To be Prime Minister you need none of the above.Which is good news for Boris, shurely our next PM, shuuuurely? The mere fact that he hasn’t shot himself in the foot during the leadership hustings with some almost-Islamophobic rant or diplomatic faux pas means he’ll probably breeze right in, in 2 weeks time when the results come in. And Boris will win not because he’s in any way ‘better’ than Jeremy Hunt, but purely on the grounds that he’ll (hopefully, probably, possibly) be able to beat Corbyn or whoever in the next general election.

Oddly, Boris has come out against Sir Kim Darroch for calling Trump ‘inept’. Which is itself a bit odd as Boris himself said similar things about the POTUS implying, if not actually stating, the ‘tosser’ status of the great man. Hunt is supportive of the Ambassador in Washington and has offered ‘strong words’ against Trump’s tirade against Theresa May. Who, other than putting the Ambassador there, has very little to do with that or anything else any longer.

But that’s Trump. Like a scolded child he has to retaliate. And against anyone. In Trumpworld one Brit’s the same as the next, right?
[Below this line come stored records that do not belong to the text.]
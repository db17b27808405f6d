//! Embedding network: a classification backbone truncated to its
//! feature extractor.

use backbone::{Backbone, ResNet, ResNetTrunk};
use burn::prelude::*;

/// A backbone with the classification head cut off, exposed as a
/// fixed-width embedding function.
///
/// Construction records the backbone's feature width as the embedding
/// dimension and drops the head entirely. With `freeze` set, every
/// remaining parameter is detached from gradient tracking, so optimizer
/// steps leave the backbone bit-identical.
///
/// ```text
/// images (batch, 3, h, w)
///   -> trunk features (batch, embedding_dim, 1, 1)
///   -> flatten        (batch, embedding_dim)
/// ```
#[derive(Module, Debug)]
pub struct EmbeddingNet<B: Backend> {
    /// Truncated backbone supplying the feature volume.
    pub features: ResNetTrunk<B>,
    embedding_dim: usize,
}

impl<B: Backend> EmbeddingNet<B> {
    /// Truncates `backbone` before its final linear layer.
    pub fn new(backbone: ResNet<B>, freeze: bool) -> Self {
        let trunk = backbone.trunk;
        let embedding_dim = trunk.feature_dim();
        let features = if freeze { trunk.no_grad() } else { trunk };

        tracing::info!(
            num_features = embedding_dim,
            frozen = freeze,
            "built embedding network"
        );
        EmbeddingNet {
            features,
            embedding_dim,
        }
    }

    /// Embeds a batch of images.
    ///
    /// Input shape: `(batch, 3, height, width)`
    /// Output shape: `(batch, embedding_dim)`
    pub fn forward(&self, images: Tensor<B, 4>) -> Tensor<B, 2> {
        let features = self.features.forward_features(images);
        features.flatten::<2>(1, 3)
    }

    /// Width of the embedding vectors this network produces.
    pub fn embedding_dim(&self) -> usize {
        self.embedding_dim
    }
}
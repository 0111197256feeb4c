/// Convenience macro for scoped logging at different levels
#[macro_export]
macro_rules! scoped_log {
    ($level:ident, $scope:expr, $($arg:tt)*) => {
        let log_config = $crate::logging::get_log_config();
        if log_config.should_log($scope, $crate::logging::Level::$level) {
            tracing::event!($crate::logging::Level::$level, scope = $scope, $($arg)*);
        }
    };
}

// Convenience macros for common scopes
#[macro_export]
macro_rules! locomotion_log {
    ($level:ident, $($arg:tt)*) => {
        $crate::scoped_log!($level, "locomotion", $($arg)*);
    };
}

#[macro_export]
macro_rules! input_log {
    ($level:ident, $($arg:tt)*) => {
        $crate::scoped_log!($level, "input", $($arg)*);
    };
}

#[macro_export]
macro_rules! guide_log {
    ($level:ident, $($arg:tt)*) => {
        $crate::scoped_log!($level, "guide", $($arg)*);
    };
}

#[macro_export]
macro_rules! physics_log {
    ($level:ident, $($arg:tt)*) => {
        $crate::scoped_log!($level, "physics", $($arg)*);
    };
}

#[macro_export]
macro_rules! scene_log {
    ($level:ident, $($arg:tt)*) => {
        $crate::scoped_log!($level, "scene", $($arg)*);
    };
}
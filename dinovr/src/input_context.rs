use bitflags::bitflags;
use cgmath::{vec3, Quaternion, Vector2, Vector3};

use crate::vr_config::Handedness;

bitflags! {
    /// Digital button state for one controller.
    pub struct Buttons: u8 {
        const TRIGGER  = 0b0001;
        const SQUEEZE  = 0b0010;
        const TOUCHPAD = 0b0100;
        const MENU     = 0b1000;
    }
}

/// Pose of a tracked device in rig-local space (the locomotion group's
/// frame, matching an XR local reference space).
#[derive(Clone, Copy, Debug)]
pub struct Pose {
    pub position: Vector3<f32>,
    pub rotation: Quaternion<f32>,
}

impl Pose {
    /// The direction the device points: its local -Z axis.
    pub fn forward(&self) -> Vector3<f32> {
        self.rotation * vec3(0.0, 0.0, -1.0)
    }
}

impl Default for Pose {
    fn default() -> Self {
        Pose {
            position: vec3(0.0, 0.0, 0.0),
            rotation: Quaternion::new(1.0, 0.0, 0.0, 0.0),
        }
    }
}

/// Snapshot of one hand controller for the current frame.
#[derive(Clone, Copy, Debug)]
pub struct Hand {
    pub pose: Pose,
    pub thumbstick: Vector2<f32>,
    pub touchpad: Vector2<f32>,
    pub buttons: Buttons,
}

impl Hand {
    pub fn pressed(&self, buttons: Buttons) -> bool {
        self.buttons.contains(buttons)
    }
}

impl Default for Hand {
    fn default() -> Self {
        Hand {
            pose: Pose::default(),
            thumbstick: Vector2::new(0.0, 0.0),
            touchpad: Vector2::new(0.0, 0.0),
            buttons: Buttons::empty(),
        }
    }
}

/// Per-frame input snapshot, filled in by the platform layer and polled by
/// the locomotion manager. Input arrives only through this struct; device
/// connect/disconnect bookkeeping stays with the platform.
#[derive(Clone, Copy, Debug, Default)]
pub struct InputContext {
    pub left_hand: Hand,
    pub right_hand: Hand,
    pub head: Pose,
}

impl InputContext {
    pub fn hand(&self, handedness: Handedness) -> &Hand {
        match handedness {
            Handedness::Left => &self.left_hand,
            Handedness::Right => &self.right_hand,
        }
    }

    pub fn hand_mut(&mut self, handedness: Handedness) -> &mut Hand {
        match handedness {
            Handedness::Left => &mut self.left_hand,
            Handedness::Right => &mut self.right_hand,
        }
    }
}
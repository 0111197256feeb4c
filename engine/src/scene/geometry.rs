use cgmath::Vector3;

#[derive(Clone, Copy, Debug, PartialEq)]
pub struct VertexPosition {
    pub position: Vector3<f32>,
}

#[derive(Clone, Copy, Debug, PartialEq, Eq)]
pub enum Topology {
    Lines,
    Triangles,
}

/// CPU-side mesh buffers, ready for the render host to upload.
///
/// An empty `indices` vec means the vertices are drawn in order; an empty
/// `uvs` vec means the mesh carries positions only.
#[derive(Clone, Debug)]
pub struct MeshData {
    pub topology: Topology,
    pub positions: Vec<[f32; 3]>,
    pub uvs: Vec<[f32; 2]>,
    pub indices: Vec<u32>,
}

impl MeshData {
    pub fn vertex_count(&self) -> usize {
        self.positions.len()
    }

    pub fn is_indexed(&self) -> bool {
        !self.indices.is_empty()
    }
}

pub trait Geometry {
    fn data(&self) -> &MeshData;
}
use cgmath::{vec3, Vector3};
use rapier3d::prelude::*;

use crate::config::LocomotionConfig;
use crate::locomotion::{LocomotionEffect, LocomotionManager};
use crate::physics::NavMeshSet;
use crate::rig::PlayerRig;
use crate::vr_config::Handedness;

/// Keeps teleports inside the pen's inner fence.
pub fn pen_bounds(dest: Vector3<f32>) -> bool {
    dest.x > -25.5 && dest.x < 26.0 && dest.z > -35.0 && dest.z < 16.5
}

/// A ready-to-drive locomotion setup: flat walkable ground, the pen bounds
/// check, and both hands registered. Used by the debug runtime and by
/// integration-flavored tests.
pub struct PlaygroundScene {
    pub manager: LocomotionManager,
    pub rig: PlayerRig,
}

/// Convenience builder for locomotion test scenes that only need a floor
/// and a spawn point.
pub struct PlaygroundBuilder {
    config: LocomotionConfig,
    floor_half_extent: f32,
    floor_height: f32,
    spawn: Vector3<f32>,
    bounded: bool,
}

impl PlaygroundBuilder {
    pub fn new() -> PlaygroundBuilder {
        PlaygroundBuilder {
            config: LocomotionConfig::default(),
            floor_half_extent: 40.0,
            floor_height: 0.0,
            spawn: vec3(0.0, 0.0, 0.0),
            bounded: true,
        }
    }

    pub fn with_config(mut self, config: LocomotionConfig) -> Self {
        self.config = config;
        self
    }

    pub fn with_floor(mut self, half_extent: f32, height: f32) -> Self {
        self.floor_half_extent = half_extent;
        self.floor_height = height;
        self
    }

    pub fn with_spawn(mut self, spawn: Vector3<f32>) -> Self {
        self.spawn = spawn;
        self
    }

    /// Drop the pen fence check; any walkable surface becomes teleportable.
    pub fn unbounded(mut self) -> Self {
        self.bounded = false;
        self
    }

    pub fn build(self, effect: Box<dyn LocomotionEffect>) -> PlaygroundScene {
        let mut nav = NavMeshSet::new();
        nav.add_walkable(
            ColliderBuilder::cuboid(self.floor_half_extent, 0.1, self.floor_half_extent)
                .translation(vector![0.0, self.floor_height - 0.1, 0.0])
                .build(),
        );
        nav.rebuild();

        let mut manager = LocomotionManager::new(self.config, effect);
        manager.set_navigation_meshes(nav);
        if self.bounded {
            manager.set_validity_predicate(Box::new(pen_bounds));
        }
        manager.add_controller(Handedness::Left);
        manager.add_controller(Handedness::Right);

        PlaygroundScene {
            manager,
            rig: PlayerRig::new(self.spawn),
        }
    }
}

impl Default for PlaygroundBuilder {
    fn default() -> Self {
        Self::new()
    }
}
So pick on Theresa and use Brexit as the medium of your displeasure because Brexit is the universal shit-storm of which every single member of parliament is in some way guilty.

Boris ‘will take us out of Europe on 31st October’, deal or no deal!!! How he’ll do that I have no idea because leaving is subject to parliamentary approval and getting that for the ‘no deal’ scenario, with Labour now actually unified against it and with a parliamentary majority of about 3, and that’s with the Irish, less at least half a dozen Tories pledged to vote against such a thing… well, you do the maths. But Boris is high on ‘optimism’ (his word), possibly low on realism. Probably ‘cloud-fucking-cuckoo-landism’ (my word) and feels ‘confident’. Just like Theresa May felt every time she went to Europe or put her ‘deal’ before parliament.

I don’t care who runs the country, long as its not Corbyn. But my personal preference would in fact be Roger Federer.